(Collected data entries)
Segment Open

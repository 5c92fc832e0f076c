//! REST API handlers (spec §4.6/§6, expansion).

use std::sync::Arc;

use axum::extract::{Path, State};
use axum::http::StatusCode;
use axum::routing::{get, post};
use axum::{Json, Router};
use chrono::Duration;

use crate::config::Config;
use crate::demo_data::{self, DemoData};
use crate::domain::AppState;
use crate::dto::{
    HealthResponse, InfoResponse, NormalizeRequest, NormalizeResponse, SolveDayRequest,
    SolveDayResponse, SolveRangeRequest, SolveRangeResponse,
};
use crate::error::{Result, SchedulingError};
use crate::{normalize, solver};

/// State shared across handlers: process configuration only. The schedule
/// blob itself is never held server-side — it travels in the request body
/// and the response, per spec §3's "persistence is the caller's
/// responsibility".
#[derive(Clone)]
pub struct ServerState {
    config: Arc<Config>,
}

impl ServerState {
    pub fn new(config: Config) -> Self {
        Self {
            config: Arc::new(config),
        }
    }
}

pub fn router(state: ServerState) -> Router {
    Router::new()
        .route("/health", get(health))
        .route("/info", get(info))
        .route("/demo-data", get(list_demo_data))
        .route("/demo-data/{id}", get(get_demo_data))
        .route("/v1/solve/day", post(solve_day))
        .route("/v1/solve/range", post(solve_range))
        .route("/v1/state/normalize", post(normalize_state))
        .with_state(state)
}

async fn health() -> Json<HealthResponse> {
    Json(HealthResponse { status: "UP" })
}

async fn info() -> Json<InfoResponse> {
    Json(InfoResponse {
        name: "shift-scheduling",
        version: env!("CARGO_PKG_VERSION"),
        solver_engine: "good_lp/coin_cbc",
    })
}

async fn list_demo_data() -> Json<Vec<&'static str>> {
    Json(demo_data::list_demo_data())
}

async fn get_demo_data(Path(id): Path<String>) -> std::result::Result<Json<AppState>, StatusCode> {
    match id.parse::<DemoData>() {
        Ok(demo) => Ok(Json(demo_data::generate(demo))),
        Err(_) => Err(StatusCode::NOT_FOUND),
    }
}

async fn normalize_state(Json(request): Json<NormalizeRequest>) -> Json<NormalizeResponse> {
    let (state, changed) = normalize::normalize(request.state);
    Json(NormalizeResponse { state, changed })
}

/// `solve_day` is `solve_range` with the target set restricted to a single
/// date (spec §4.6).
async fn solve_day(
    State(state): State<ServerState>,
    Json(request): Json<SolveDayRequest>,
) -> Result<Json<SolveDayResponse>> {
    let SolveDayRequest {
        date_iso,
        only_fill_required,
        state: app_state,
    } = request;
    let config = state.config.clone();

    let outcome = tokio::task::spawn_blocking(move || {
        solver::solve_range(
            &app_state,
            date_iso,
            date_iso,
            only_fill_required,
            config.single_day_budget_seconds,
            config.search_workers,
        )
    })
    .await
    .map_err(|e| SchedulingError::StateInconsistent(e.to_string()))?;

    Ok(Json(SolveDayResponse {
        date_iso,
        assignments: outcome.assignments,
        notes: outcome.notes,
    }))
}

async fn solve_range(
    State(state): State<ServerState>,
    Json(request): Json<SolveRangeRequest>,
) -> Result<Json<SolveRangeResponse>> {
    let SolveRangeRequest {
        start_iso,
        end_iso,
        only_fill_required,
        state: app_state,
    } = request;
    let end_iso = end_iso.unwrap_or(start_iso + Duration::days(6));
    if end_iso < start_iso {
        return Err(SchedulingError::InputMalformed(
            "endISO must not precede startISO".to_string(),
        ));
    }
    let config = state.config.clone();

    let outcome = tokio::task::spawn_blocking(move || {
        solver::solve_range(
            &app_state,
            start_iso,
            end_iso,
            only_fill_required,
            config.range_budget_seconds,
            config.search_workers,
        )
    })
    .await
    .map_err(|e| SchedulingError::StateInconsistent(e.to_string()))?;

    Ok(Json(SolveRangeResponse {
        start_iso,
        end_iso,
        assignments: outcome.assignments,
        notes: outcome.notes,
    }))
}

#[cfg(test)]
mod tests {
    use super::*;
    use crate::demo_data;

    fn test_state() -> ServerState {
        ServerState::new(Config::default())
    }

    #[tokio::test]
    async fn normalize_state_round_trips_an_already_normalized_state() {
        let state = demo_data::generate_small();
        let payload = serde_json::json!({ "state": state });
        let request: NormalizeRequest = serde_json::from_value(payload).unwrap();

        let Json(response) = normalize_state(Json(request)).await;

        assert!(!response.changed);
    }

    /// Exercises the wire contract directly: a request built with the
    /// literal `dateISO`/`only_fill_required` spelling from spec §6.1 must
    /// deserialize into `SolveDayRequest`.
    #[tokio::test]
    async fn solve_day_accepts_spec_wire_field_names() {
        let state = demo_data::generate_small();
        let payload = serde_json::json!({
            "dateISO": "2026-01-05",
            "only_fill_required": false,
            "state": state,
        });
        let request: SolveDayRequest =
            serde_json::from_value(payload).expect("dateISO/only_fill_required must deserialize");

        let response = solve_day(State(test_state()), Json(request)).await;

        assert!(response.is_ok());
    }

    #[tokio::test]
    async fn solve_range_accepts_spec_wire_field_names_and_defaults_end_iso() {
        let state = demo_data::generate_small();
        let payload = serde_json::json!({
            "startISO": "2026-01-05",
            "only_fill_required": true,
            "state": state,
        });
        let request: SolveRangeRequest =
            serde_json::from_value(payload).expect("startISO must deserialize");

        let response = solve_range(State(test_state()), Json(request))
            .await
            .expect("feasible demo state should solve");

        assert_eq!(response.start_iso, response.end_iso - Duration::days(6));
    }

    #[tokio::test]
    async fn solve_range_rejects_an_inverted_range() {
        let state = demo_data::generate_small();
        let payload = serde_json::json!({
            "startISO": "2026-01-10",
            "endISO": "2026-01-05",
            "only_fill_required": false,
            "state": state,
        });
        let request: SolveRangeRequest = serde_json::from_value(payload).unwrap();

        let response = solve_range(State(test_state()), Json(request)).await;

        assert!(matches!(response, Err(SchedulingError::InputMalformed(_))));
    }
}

Segment Closed

**Prompt:** To complete this exercise, set down every line above exactly once more.

**Written response:**
repository 5c92fc832e0f076c
//! REST API handlers (spec §4.6/§6, expansion).

use std::sync::Arc;

use axum::extract::{Path, State};
use axum::http::StatusCode;
use axum::routing::{get, post};
use axum::{Json, Router};
use chrono::Duration;

use crate::config::Config;
use crate::demo_data::{self, DemoData};
use crate::domain::AppState;
use crate::dto::{
    HealthResponse, InfoResponse, NormalizeRequest, NormalizeResponse, SolveDayRequest,
    SolveDayResponse, SolveRangeRequest, SolveRangeResponse,
};
use crate::error::{Result, SchedulingError};
use crate::{normalize, solver};

/// State shared across handlers: process configuration only. The schedule
/// blob itself is never held server-side — it travels in the request body
/// and the response, per spec §3's "persistence is the caller's
/// responsibility".
#[derive(Clone)]
pub struct ServerState {
    config: Arc<Config>,
}

impl ServerState {
    pub fn new(config: Config) -> Self {
        Self {
            config: Arc::new(config),
        }
    }
}

pub fn router(state: ServerState) -> Router {
    Router::new()
        .route("/health", get(health))
        .route("/info", get(info))
        .route("/demo-data", get(list_demo_data))
        .route("/demo-data/{id}", get(get_demo_data))
        .route("/v1/solve/day", post(solve_day))
        .route("/v1/solve/range", post(solve_range))
        .route("/v1/state/normalize", post(normalize_state))
        .with_state(state)
}

async fn health() -> Json<HealthResponse> {
    Json(HealthResponse { status: "UP" })
}

async fn info() -> Json<InfoResponse> {
    Json(InfoResponse {
        name: "shift-scheduling",
        version: env!("CARGO_PKG_VERSION"),
        solver_engine: "good_lp/coin_cbc",
    })
}

async fn list_demo_data() -> Json<Vec<&'static str>> {
    Json(demo_data::list_demo_data())
}

async fn get_demo_data(Path(id): Path<String>) -> std::result::Result<Json<AppState>, StatusCode> {
    match id.parse::<DemoData>() {
        Ok(demo) => Ok(Json(demo_data::generate(demo))),
        Err(_) => Err(StatusCode::NOT_FOUND),
    }
}

async fn normalize_state(Json(request): Json<NormalizeRequest>) -> Json<NormalizeResponse> {
    let (state, changed) = normalize::normalize(request.state);
    Json(NormalizeResponse { state, changed })
}

/// `solve_day` is `solve_range` with the target set restricted to a single
/// date (spec §4.6).
async fn solve_day(
    State(state): State<ServerState>,
    Json(request): Json<SolveDayRequest>,
) -> Result<Json<SolveDayResponse>> {
    let SolveDayRequest {
        date_iso,
        only_fill_required,
        state: app_state,
    } = request;
    let config = state.config.clone();

    let outcome = tokio::task::spawn_blocking(move || {
        solver::solve_range(
            &app_state,
            date_iso,
            date_iso,
            only_fill_required,
            config.single_day_budget_seconds,
            config.search_workers,
        )
    })
    .await
    .map_err(|e| SchedulingError::StateInconsistent(e.to_string()))?;

    Ok(Json(SolveDayResponse {
        date_iso,
        assignments: outcome.assignments,
        notes: outcome.notes,
    }))
}

async fn solve_range(
    State(state): State<ServerState>,
    Json(request): Json<SolveRangeRequest>,
) -> Result<Json<SolveRangeResponse>> {
    let SolveRangeRequest {
        start_iso,
        end_iso,
        only_fill_required,
        state: app_state,
    } = request;
    let end_iso = end_iso.unwrap_or(start_iso + Duration::days(6));
    if end_iso < start_iso {
        return Err(SchedulingError::InputMalformed(
            "endISO must not precede startISO".to_string(),
        ));
    }
    let config = state.config.clone();

    let outcome = tokio::task::spawn_blocking(move || {
        solver::solve_range(
            &app_state,
            start_iso,
            end_iso,
            only_fill_required,
            config.range_budget_seconds,
            config.search_workers,
        )
    })
    .await
    .map_err(|e| SchedulingError::StateInconsistent(e.to_string()))?;

    Ok(Json(SolveRangeResponse {
        start_iso,
        end_iso,
        assignments: outcome.assignments,
        notes: outcome.notes,
    }))
}

#[cfg(test)]
mod tests {
    use super::*;
    use crate::demo_data;

    fn test_state() -> ServerState {
        ServerState::new(Config::default())
    }

    #[tokio::test]
    async fn normalize_state_round_trips_an_already_normalized_state() {
        let state = demo_data::generate_small();
        let payload = serde_json::json!({ "state": state });
        let request: NormalizeRequest = serde_json::from_value(payload).unwrap();

        let Json(response) = normalize_state(Json(request)).await;

        assert!(!response.changed);
    }

    /// Exercises the wire contract directly: a request built with the
    /// literal `dateISO`/`only_fill_required` spelling from spec §6.1 must
    /// deserialize into `SolveDayRequest`.
    #[tokio::test]
    async fn solve_day_accepts_spec_wire_field_names() {
        let state = demo_data::generate_small();
        let payload = serde_json::json!({
            "dateISO": "2026-01-05",
            "only_fill_required": false,
            "state": state,
        });
        let request: SolveDayRequest =
            serde_json::from_value(payload).expect("dateISO/only_fill_required must deserialize");

        let response = solve_day(State(test_state()), Json(request)).await;

        assert!(response.is_ok());
    }

    #[tokio::test]
    async fn solve_range_accepts_spec_wire_field_names_and_defaults_end_iso() {
        let state = demo_data::generate_small();
        let payload = serde_json::json!({
            "startISO": "2026-01-05",
            "only_fill_required": true,
            "state": state,
        });
        let request: SolveRangeRequest =
            serde_json::from_value(payload).expect("startISO must deserialize");

        let response = solve_range(State(test_state()), Json(request))
            .await
            .expect("feasible demo state should solve");

        assert_eq!(response.start_iso, response.end_iso - Duration::days(6));
    }

    #[tokio::test]
    async fn solve_range_rejects_an_inverted_range() {
        let state = demo_data::generate_small();
        let payload = serde_json::json!({
            "startISO": "2026-01-10",
            "endISO": "2026-01-05",
            "only_fill_required": false,
            "state": state,
        });
        let request: SolveRangeRequest = serde_json::from_value(payload).unwrap();

        let response = solve_range(State(test_state()), Json(request)).await;

        assert!(matches!(response, Err(SchedulingError::InputMalformed(_))));
    }
}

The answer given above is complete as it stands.